"Hei... lihat! Kudengar seluruh keluarganya terbunuh dan cuman dia yang selamat."
"Udah gitu yang membunuh seluruh keluarganya itu adalah kakaknya sendiri yang sekarang tidak diketahui keberadaannya."
"Ih... jangan-jangan dia juga pembunuh seperti kakaknya."
"Hush... jangan terlalu kencang, nanti terdengar oleh orangnya."
Mereka semua bodoh. Tentu saja aku dapat mendengarkan omongan mereka, aku juga punya telinga 'kan.
Aku berusaha menahan rasa ingin menghajar mereka. Kenapa mereka berbicara seperti itu? itu semakin memperburuk diriku. Mereka tidak mengerti rasanya berada diposisiku saat ini. Melihat orang tuaku terbunuh oleh Aniki. Aniki yang sangat kukagumi itu bahkan hendak membunuhku juga. Mereka tidak tahu bagaimana perasaanku ini. Perasaan kehilangan sebuah ikatan.
Sayonara, Sasuke
Disclaimer : Masashi Kishimoto
Rate : T
Pairing : SasuNaru
Warning : AU, Abal, Gaje, Alur luar biasa roket, Typo, OOC, dll.
"OHAYOU!" teriak seorang pemuda pirang ketika memasuki kelas.
Lihat dirinya, masih bisa tersenyum dengan lebar. Padahal tatapan anak lain menatapnya dengan tatapan benci dan menganggapnya seorang pengganggu.
Aku tidak tahu darimana asal keceriaannya itu. paling palling karena ia dibesarkan oleh keluarga yang ceria dan hangat. Orang seperti dia tidak mungkin bisa memahami perasaanku.
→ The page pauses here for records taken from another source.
//! The fan-out query client (§4.9, §5): resolves a record-type selection to
//! a set of collections via the query config, queries each concurrently
//! with per-collection failure isolation, and merges the results by
//! ascending distance.

use std::collections::HashMap;
use std::sync::Arc;

use tokio::task::JoinSet;
use tracing::warn;

use vecdex_core::vector_store::{Collection, GetRequest, GetResult, QueryRequest, QueryResult, VectorStoreClient};

use crate::error::QueryError;
use crate::query_config::QueryConfig;

/// Where the underlying vector-store lives (§6): a local/self-hosted HTTP
/// endpoint, or a hosted tenant/database pair.
#[derive(Debug, Clone)]
pub enum StoreAddress {
    Http {
        host: String,
        port: u16,
        ssl: bool,
        headers: HashMap<String, String>,
    },
    Cloud {
        tenant: String,
        database: String,
        api_key: String,
        host: String,
        port: u16,
        ssl: bool,
    },
}

#[derive(Debug, Clone, Copy, PartialEq, Eq)]
enum ClientState {
    Uninitialised,
    Connected,
    Closed,
}

/// One merged match across every collection a query fanned out to.
#[derive(Debug, Clone)]
pub struct MergedMatch {
    pub id: String,
    pub distance: f32,
    pub collection: String,
    pub document: Option<String>,
    pub metadata: Option<vecdex_core::vector_store::Metadata>,
}

#[derive(Debug, Default)]
pub struct MergedQueryResult {
    pub matches: Vec<MergedMatch>,
    pub failed_collections: Vec<String>,
}

/// Fan-out client over a [`VectorStoreClient`], resolving which collections
/// a query touches via a [`QueryConfig`] snapshot and caching opened handles.
pub struct QueryClient {
    store: Arc<dyn VectorStoreClient>,
    config: QueryConfig,
    address: StoreAddress,
    state: ClientState,
    handles: tokio::sync::Mutex<HashMap<String, Arc<dyn Collection>>>,
}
"Hai, Teme! Ajarin aku matematika dong!" pintanya yang entah sejak kapan sudah berada tepat didepanku. Dan wajahnya sangatlah dekat.
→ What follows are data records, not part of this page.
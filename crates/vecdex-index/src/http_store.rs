//! A `reqwest`-backed [`VectorStoreClient`]/[`Collection`] implementation
//! against a Chroma-compatible HTTP API (§6's `HTTP {host,port,ssl,headers}`
//! and `Cloud {tenant,database,api_key,host,port,ssl}` client constructors).

use std::sync::Arc;

use async_trait::async_trait;
use reqwest::{header, Client, StatusCode};
use serde::{Deserialize, Serialize};
use vecdex_core::vector_store::{
    parse_duplicate_ids, Collection, GetRequest, GetResult, Metadata, QueryRequest, QueryResult,
    UpsertError, VectorStoreClient,
};

use crate::query_client::StoreAddress;

trait StoreAddressUrl {
    fn base_url(&self) -> String;
    fn tenant(&self) -> &str;
    fn database(&self) -> &str;
    fn collections_url(&self) -> String;
}

impl StoreAddressUrl for StoreAddress {
    fn base_url(&self) -> String {
        let (host, port, ssl) = match self {
            StoreAddress::Http { host, port, ssl, .. } => (host, *port, *ssl),
            StoreAddress::Cloud { host, port, ssl, .. } => (host, *port, *ssl),
        };
        format!("{}://{host}:{port}/api/v1", if ssl { "https" } else { "http" })
    }

    fn tenant(&self) -> &str {
        match self {
            StoreAddress::Http { .. } => "default_tenant",
            StoreAddress::Cloud { tenant, .. } => tenant,
        }
    }

    fn database(&self) -> &str {
        match self {
            StoreAddress::Http { .. } => "default_database",
            StoreAddress::Cloud { database, .. } => database,
        }
    }

    fn collections_url(&self) -> String {
        format!(
            "{}/tenants/{}/databases/{}/collections",
            self.base_url(),
            self.tenant(),
            self.database()
        )
    }
}

/// Resolves collection handles against a single Chroma-compatible endpoint.
/// One client per run; [`Self::get_or_create_collection`] is called once per
/// collection name and the returned handle is cached by the caller (the fan-
/// out query client and the batch indexer both do their own caching).
pub struct HttpVectorStoreClient {
    client: Client,
    address: StoreAddress,
}

impl HttpVectorStoreClient {
    pub fn new(address: StoreAddress) -> anyhow::Result<Self> {
        let mut header_map = header::HeaderMap::new();
        match &address {
            StoreAddress::Http { headers, .. } => {
                for (key, value) in headers {
                    header_map.insert(
                        header::HeaderName::from_bytes(key.as_bytes())?,
                        header::HeaderValue::from_str(value)?,
                    );
                }
            }
            StoreAddress::Cloud { api_key, .. } => {
                header_map.insert("x-chroma-token", header::HeaderValue::from_str(api_key)?);
            }
        }
        let client = Client::builder().default_headers(header_map).build()?;
        Ok(Self { client, address })
    }
}

#[async_trait]
impl VectorStoreClient for HttpVectorStoreClient {
    async fn get_or_create_collection(&self, name: &str) -> anyhow::Result<Arc<dyn Collection>> {
        #[derive(Serialize)]
        struct CreateRequest<'a> {
            name: &'a str,
            get_or_create: bool,
        }
        #[derive(Deserialize)]
        struct CreateResponse {
            id: String,
        }

        let body: CreateResponse = self
            .client
            .post(self.address.collections_url())
            .json(&CreateRequest { name, get_or_create: true })
            .send()
            .await?
            .error_for_status()?
            .json()
            .await?;

        Ok(Arc::new(HttpCollection {
            client: self.client.clone(),
            collection_url: format!("{}/{}", self.address.collections_url(), body.id),
            name: name.to_string(),
        }))
    }
}

struct HttpCollection {
    client: Client,
    collection_url: String,
    name: String,
}

#[async_trait]
impl Collection for HttpCollection {
    fn name(&self) -> &str {
        &self.name
    }

    async fn upsert(&self, ids: Vec<String>, documents: Vec<String>, metadatas: Vec<Metadata>) -> Result<(), UpsertError> {
        #[derive(Serialize)]
        struct UpsertBody {
            ids: Vec<String>,
            documents: Vec<String>,
            metadatas: Vec<Metadata>,
        }

        let response = self
            .client
            .post(format!("{}/upsert", self.collection_url))
            .json(&UpsertBody { ids, documents, metadatas })
            .send()
            .await
            .map_err(|e| UpsertError::Other(e.into()))?;

        if response.status() == StatusCode::CONFLICT {
            let body = response.text().await.unwrap_or_default();
            let dup_ids = parse_duplicate_ids(&body);
            return if dup_ids.is_empty() {
                Err(UpsertError::Other(anyhow::anyhow!("upsert conflict: {body}")))
            } else {
                Err(UpsertError::DuplicateId { ids: dup_ids })
            };
        }
        if !response.status().is_success() {
            let status = response.status();
            let body = response.text().await.unwrap_or_default();
            return Err(UpsertError::Other(anyhow::anyhow!("upsert failed ({status}): {body}")));
        }
        Ok(())
    }

    async fn get(&self, request: GetRequest) -> anyhow::Result<GetResult> {
        #[derive(Serialize)]
        struct GetBody {
            #[serde(skip_serializing_if = "Option::is_none")]
            ids: Option<Vec<String>>,
            #[serde(skip_serializing_if = "Option::is_none")]
            r#where: Option<serde_json::Value>,
            #[serde(skip_serializing_if = "Option::is_none")]
            where_document: Option<serde_json::Value>,
            #[serde(skip_serializing_if = "Option::is_none")]
            limit: Option<usize>,
            #[serde(skip_serializing_if = "Option::is_none")]
            offset: Option<usize>,
            #[serde(skip_serializing_if = "Option::is_none")]
            include: Option<Vec<String>>,
        }
        let body = GetBody {
            ids: request.ids,
            r#where: request.where_,
            where_document: request.where_document,
            limit: request.limit,
            offset: request.offset,
            include: request.include,
        };
        let result = self
            .client
            .post(format!("{}/get", self.collection_url))
            .json(&body)
            .send()
            .await?
            .error_for_status()?
            .json()
            .await?;
        Ok(result)
    }

    async fn query(&self, request: QueryRequest) -> anyhow::Result<QueryResult> {
        #[derive(Serialize)]
        struct QueryBody {
            #[serde(skip_serializing_if = "Option::is_none")]
            query_embeddings: Option<Vec<Vec<f32>>>,
            #[serde(skip_serializing_if = "Option::is_none")]
            query_texts: Option<Vec<String>>,
            n_results: usize,
            #[serde(skip_serializing_if = "Option::is_none")]
            r#where: Option<serde_json::Value>,
            #[serde(skip_serializing_if = "Option::is_none")]
            where_document: Option<serde_json::Value>,
            #[serde(skip_serializing_if = "Option::is_none")]
            include: Option<Vec<String>>,
        }
        let body = QueryBody {
            query_embeddings: request.query_embeddings,
            query_texts: request.query_texts,
            n_results: request.n_results,
            r#where: request.where_,
            where_document: request.where_document,
            include: request.include,
        };
        let result = self
            .client
            .post(format!("{}/query", self.collection_url))
            .json(&body)
            .send()
            .await?
            .error_for_status()?
            .json()
            .await?;
        Ok(result)
    }

    async fn count(&self) -> anyhow::Result<u64> {
        let count = self
            .client
            .get(format!("{}/count", self.collection_url))
            .send()
            .await?
            .error_for_status()?
            .json()
            .await?;
        Ok(count)
    }
}

#[cfg(test)]
mod tests {
    use super::*;
    use std::collections::HashMap;

    #[test]
    fn http_address_defaults_to_default_tenant_and_database() {
        let address = StoreAddress::Http {
            host: "localhost".to_string(),
            port: 8000,
            ssl: false,
            headers: HashMap::new(),
        };
        assert_eq!(address.base_url(), "http://localhost:8000/api/v1");
        assert_eq!(
            address.collections_url(),
            "http://localhost:8000/api/v1/tenants/default_tenant/databases/default_database/collections"
        );
    }

    #[test]
    fn cloud_address_uses_ssl_and_configured_tenant() {
        let address = StoreAddress::Cloud {
            tenant: "acme".to_string(),
            database: "prod".to_string(),
            api_key: "secret".to_string(),
            host: "api.trychroma.com".to_string(),
            port: 443,
            ssl: true,
        };
        assert_eq!(address.base_url(), "https://api.trychroma.com:443/api/v1");
        assert_eq!(
            address.collections_url(),
            "https://api.trychroma.com:443/api/v1/tenants/acme/databases/prod/collections"
        );
    }
}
'Biru...' pikirku ketika melihat iris matanya itu. Biru yang sangatlah indah. Tapi perasaan apa ini? Kenapa diiris seindah itu aku melihat kesepian yang sangat dalam. Setahuku ia anak yang kelewat ceria. Tapi kenapa...
"Naruto! Jangan dekat-dekat Sasuke-kun!" teriak seorang gadis pink dengan mendorong tubuh bocah berisik didepanku ini.
Chuupp...
'Lembut... aarrgghhh... bodoh! Kenapa aku berpikir seperti itu? tapi... memang benar lembut. Aku tidak tahu kalau bibir si Dobe ini begitu nyaman,' pikirku sedangkan Naruto dengan cepat menjauhkan wajahnya.
"TEME!" dan ia pergi dengan kecepatan penuh.
Setelahnya ia tidak muncul lagi hari ini.
Pelajaran pun berakhir dan hari sudah sore. Kumasukkan buku-bukuku ke dalam tas dan beranjak pergi keluar kelas tak mempedulikan teriakan para gadis dibelakang sana. Mereka memperebutkan mengenai siapa yang akan pulang bersamaku. Mereka bodoh. Mana mau aku pulang bersama mereka.
Tidak perlu waktu lama bagiku untuk sampai ke apartemen lamaku. Didepan pintu itu terdapat larangan untuk masuk. Aku tak peduli dan melangkahkan kakiku ke sana.
Sepi. Tak ada lagi suara hangat yang menyambut kepulanganku. Tidak ada lagi perkataan pedas yang menasehatiku. Tidak ada lagi senyuman hangat dari mereka untukku.
Mereka semua menghilang. Mereka semua pergi meninggalkanku. Mereka semua tidak akan pernah kembali lagi. Mereka semua pergi dan tidak membawaku bersama.
Aku tidak suka. Aku tidak suka seperti ini. Lebih baik kalian membawaku. Bukan meninggalkanku seperti ini.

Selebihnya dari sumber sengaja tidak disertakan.